## Problem
Type out all the records once more, exactly.

Saved entries:

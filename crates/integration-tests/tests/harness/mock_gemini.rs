//! Mock Gemini backend for integration tests
//!
//! Implements the one `generateContent` route the proxy calls, returning
//! canned inline PCM or a configured failure status.

use std::net::SocketAddr;
use std::sync::atomic::{AtomicU32, Ordering};
use std::sync::{Arc, Mutex};

use axum::extract::State;
use axum::http::StatusCode;
use axum::response::IntoResponse;
use axum::{Json, Router, routing};
use base64::Engine as _;
use base64::engine::general_purpose::STANDARD as BASE64;
use tokio_util::sync::CancellationToken;

/// What the mock answers with
enum MockReply {
    /// Inline audio payload carrying these PCM bytes
    Audio(Vec<u8>),
    /// A bare HTTP failure status
    Status(u16),
    /// A well-formed response with no audio payload
    Empty,
}

struct MockGeminiState {
    request_count: AtomicU32,
    last_voice: Mutex<Option<String>>,
    reply: MockReply,
}

/// Mock Gemini backend that returns predictable responses
pub struct MockGemini {
    addr: SocketAddr,
    shutdown: CancellationToken,
    state: Arc<MockGeminiState>,
}

impl MockGemini {
    /// Start a mock that answers with 100 ms of silence
    pub async fn start() -> anyhow::Result<Self> {
        Self::start_inner(MockReply::Audio(vec![0u8; 4800])).await
    }

    /// Start a mock that answers with the given PCM payload
    pub async fn start_with_pcm(pcm: Vec<u8>) -> anyhow::Result<Self> {
        Self::start_inner(MockReply::Audio(pcm)).await
    }

    /// Start a mock that fails every request with the given status
    pub async fn start_failing(status: u16) -> anyhow::Result<Self> {
        Self::start_inner(MockReply::Status(status)).await
    }

    /// Start a mock whose responses carry no audio payload
    pub async fn start_empty() -> anyhow::Result<Self> {
        Self::start_inner(MockReply::Empty).await
    }

    async fn start_inner(reply: MockReply) -> anyhow::Result<Self> {
        let state = Arc::new(MockGeminiState {
            request_count: AtomicU32::new(0),
            last_voice: Mutex::new(None),
            reply,
        });

        let app = Router::new()
            .route("/v1beta/models/{model_call}", routing::post(handle_generate))
            .with_state(Arc::clone(&state));

        let listener = tokio::net::TcpListener::bind("127.0.0.1:0").await?;
        let addr = listener.local_addr()?;
        let shutdown = CancellationToken::new();
        let shutdown_clone = shutdown.clone();

        tokio::spawn(async move {
            axum::serve(listener, app)
                .with_graceful_shutdown(async move {
                    shutdown_clone.cancelled().await;
                })
                .await
                .ok();
        });

        Ok(Self { addr, shutdown, state })
    }

    /// Base URL for configuring the mock as the upstream
    pub fn base_url(&self) -> String {
        format!("http://{}", self.addr)
    }

    /// Number of generation requests received
    pub fn request_count(&self) -> u32 {
        self.state.request_count.load(Ordering::Relaxed)
    }

    /// Voice name carried by the most recent request
    pub fn last_voice(&self) -> Option<String> {
        self.state.last_voice.lock().unwrap().clone()
    }
}

impl Drop for MockGemini {
    fn drop(&mut self) {
        self.shutdown.cancel();
    }
}

async fn handle_generate(
    State(state): State<Arc<MockGeminiState>>,
    Json(body): Json<serde_json::Value>,
) -> axum::response::Response {
    state.request_count.fetch_add(1, Ordering::Relaxed);

    let voice = body
        .pointer("/generationConfig/speechConfig/voiceConfig/prebuiltVoiceConfig/voiceName")
        .and_then(serde_json::Value::as_str);
    if let Some(voice) = voice {
        *state.last_voice.lock().unwrap() = Some(voice.to_owned());
    }

    match &state.reply {
        MockReply::Audio(pcm) => Json(serde_json::json!({
            "candidates": [{
                "content": {
                    "parts": [{
                        "inlineData": {
                            "mimeType": "audio/L16;codec=pcm;rate=24000",
                            "data": BASE64.encode(pcm),
                        }
                    }]
                }
            }]
        }))
        .into_response(),
        MockReply::Status(status) => (
            StatusCode::from_u16(*status).expect("mock status is valid"),
            Json(serde_json::json!({
                "error": {"message": "mock upstream failure", "status": status}
            })),
        )
            .into_response(),
        MockReply::Empty => Json(serde_json::json!({"candidates": []})).into_response(),
    }
}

## Problem solution
filename crates/integration-tests/tests/harness/mock_gemini.rs
//! Mock Gemini backend for integration tests
//!
//! Implements the one `generateContent` route the proxy calls, returning
//! canned inline PCM or a configured failure status.

use std::net::SocketAddr;
use std::sync::atomic::{AtomicU32, Ordering};
use std::sync::{Arc, Mutex};

use axum::extract::State;
use axum::http::StatusCode;
use axum::response::IntoResponse;
use axum::{Json, Router, routing};
use base64::Engine as _;
use base64::engine::general_purpose::STANDARD as BASE64;
use tokio_util::sync::CancellationToken;

/// What the mock answers with
enum MockReply {
    /// Inline audio payload carrying these PCM bytes
    Audio(Vec<u8>),
    /// A bare HTTP failure status
    Status(u16),
    /// A well-formed response with no audio payload
    Empty,
}

struct MockGeminiState {
    request_count: AtomicU32,
    last_voice: Mutex<Option<String>>,
    reply: MockReply,
}

/// Mock Gemini backend that returns predictable responses
pub struct MockGemini {
    addr: SocketAddr,
    shutdown: CancellationToken,
    state: Arc<MockGeminiState>,
}

impl MockGemini {
    /// Start a mock that answers with 100 ms of silence
    pub async fn start() -> anyhow::Result<Self> {
        Self::start_inner(MockReply::Audio(vec![0u8; 4800])).await
    }

    /// Start a mock that answers with the given PCM payload
    pub async fn start_with_pcm(pcm: Vec<u8>) -> anyhow::Result<Self> {
        Self::start_inner(MockReply::Audio(pcm)).await
    }

    /// Start a mock that fails every request with the given status
    pub async fn start_failing(status: u16) -> anyhow::Result<Self> {
        Self::start_inner(MockReply::Status(status)).await
    }

    /// Start a mock whose responses carry no audio payload
    pub async fn start_empty() -> anyhow::Result<Self> {
        Self::start_inner(MockReply::Empty).await
    }

    async fn start_inner(reply: MockReply) -> anyhow::Result<Self> {
        let state = Arc::new(MockGeminiState {
            request_count: AtomicU32::new(0),
            last_voice: Mutex::new(None),
            reply,
        });

        let app = Router::new()
            .route("/v1beta/models/{model_call}", routing::post(handle_generate))
            .with_state(Arc::clone(&state));

        let listener = tokio::net::TcpListener::bind("127.0.0.1:0").await?;
        let addr = listener.local_addr()?;
        let shutdown = CancellationToken::new();
        let shutdown_clone = shutdown.clone();

        tokio::spawn(async move {
            axum::serve(listener, app)
                .with_graceful_shutdown(async move {
                    shutdown_clone.cancelled().await;
                })
                .await
                .ok();
        });

        Ok(Self { addr, shutdown, state })
    }

    /// Base URL for configuring the mock as the upstream
    pub fn base_url(&self) -> String {
        format!("http://{}", self.addr)
    }

    /// Number of generation requests received
    pub fn request_count(&self) -> u32 {
        self.state.request_count.load(Ordering::Relaxed)
    }

    /// Voice name carried by the most recent request
    pub fn last_voice(&self) -> Option<String> {
        self.state.last_voice.lock().unwrap().clone()
    }
}

impl Drop for MockGemini {
    fn drop(&mut self) {
        self.shutdown.cancel();
    }
}

async fn handle_generate(
    State(state): State<Arc<MockGeminiState>>,
    Json(body): Json<serde_json::Value>,
) -> axum::response::Response {
    state.request_count.fetch_add(1, Ordering::Relaxed);

    let voice = body
        .pointer("/generationConfig/speechConfig/voiceConfig/prebuiltVoiceConfig/voiceName")
        .and_then(serde_json::Value::as_str);
    if let Some(voice) = voice {
        *state.last_voice.lock().unwrap() = Some(voice.to_owned());
    }

    match &state.reply {
        MockReply::Audio(pcm) => Json(serde_json::json!({
            "candidates": [{
                "content": {
                    "parts": [{
                        "inlineData": {
                            "mimeType": "audio/L16;codec=pcm;rate=24000",
                            "data": BASE64.encode(pcm),
                        }
                    }]
                }
            }]
        }))
        .into_response(),
        MockReply::Status(status) => (
            StatusCode::from_u16(*status).expect("mock status is valid"),
            Json(serde_json::json!({
                "error": {"message": "mock upstream failure", "status": status}
            })),
        )
            .into_response(),
        MockReply::Empty => Json(serde_json::json!({"candidates": []})).into_response(),
    }
}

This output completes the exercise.